#### Required action:
How many lines in the listing below contain the string "loaded"? Say only the number.

-------- Data for analysis --------

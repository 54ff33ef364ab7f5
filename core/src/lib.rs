//! Filtering and aggregation core for the launch records dashboard.
//!
//! The dataset is loaded once and shared read-only; every chart table is
//! recomputed from scratch by a pure query over it.

pub mod dataset;
pub mod math;
pub mod prelude;
pub mod query;
pub mod telemetry;

pub use dataset::{Dataset, LaunchRecord, Outcome};
pub use prelude::{DashboardQuery, LoadError, LoadResult};
pub use query::{PayloadRange, SiteSelection};
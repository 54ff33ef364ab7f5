use anyhow::Context;
use clap::Parser;
use log::info;
use source::fetch::DatasetSource;
use source::synthetic::{build_synthetic_dataset, SyntheticConfig};
use std::net::SocketAddr;
use std::path::PathBuf;
use std::sync::Arc;
use workflow::config::DashboardConfig;
use workflow::runner::Runner;

mod gui_bridge;
mod source;
mod workflow;

#[derive(Parser)]
#[command(author, version, about = "Launch records dashboard driver")]
struct Args {
    /// CSV file path or http(s) URL of the launch table
    #[arg(long)]
    source: Option<String>,
    /// Load a dashboard config from YAML
    #[arg(long)]
    config: Option<PathBuf>,
    /// Generate a seeded synthetic table with this many rows instead of reading a source
    #[arg(long)]
    synthetic_rows: Option<usize>,
    #[arg(long, default_value_t = 0)]
    seed: u64,
    /// Site to select; `ALL` selects every site
    #[arg(long)]
    site: Option<String>,
    #[arg(long)]
    payload_low: Option<f64>,
    #[arg(long)]
    payload_high: Option<f64>,
    /// Print both chart tables for the given controls as JSON
    #[arg(long, default_value_t = false)]
    offline: bool,
    /// Serve the chart tables over HTTP until Ctrl+C
    #[arg(long, default_value_t = false)]
    serve: bool,
    #[arg(long)]
    bind: Option<SocketAddr>,
}

fn main() -> anyhow::Result<()> {
    env_logger::init();
    let args = Args::parse();

    let config = match &args.config {
        Some(path) => DashboardConfig::load(path)?,
        None => DashboardConfig::default(),
    }
    .with_overrides(args.source.clone(), args.bind);

    let dataset = match args.synthetic_rows {
        Some(rows) => build_synthetic_dataset(&SyntheticConfig {
            rows,
            seed: args.seed,
            ..Default::default()
        })?,
        None => DatasetSource::parse(&config.source)
            .load()
            .with_context(|| format!("loading launch records from {}", config.source))?,
    };

    let runner = Runner::new(Arc::new(dataset), &config);

    if args.offline {
        let controls =
            runner.controls_from(args.site.as_deref(), args.payload_low, args.payload_high);
        let result = runner.execute(&controls);
        let report =
            serde_json::to_string_pretty(&result).context("serializing dashboard result")?;
        println!("{}", report);
    }

    if args.serve {
        gui_bridge::bridge::serve(runner, config.bind)?;
    } else if !args.offline {
        info!(
            "loaded {} records; pass --offline or --serve to produce charts",
            runner.dataset().len()
        );
    }

    Ok(())
}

--------

#### Finished exercise:
2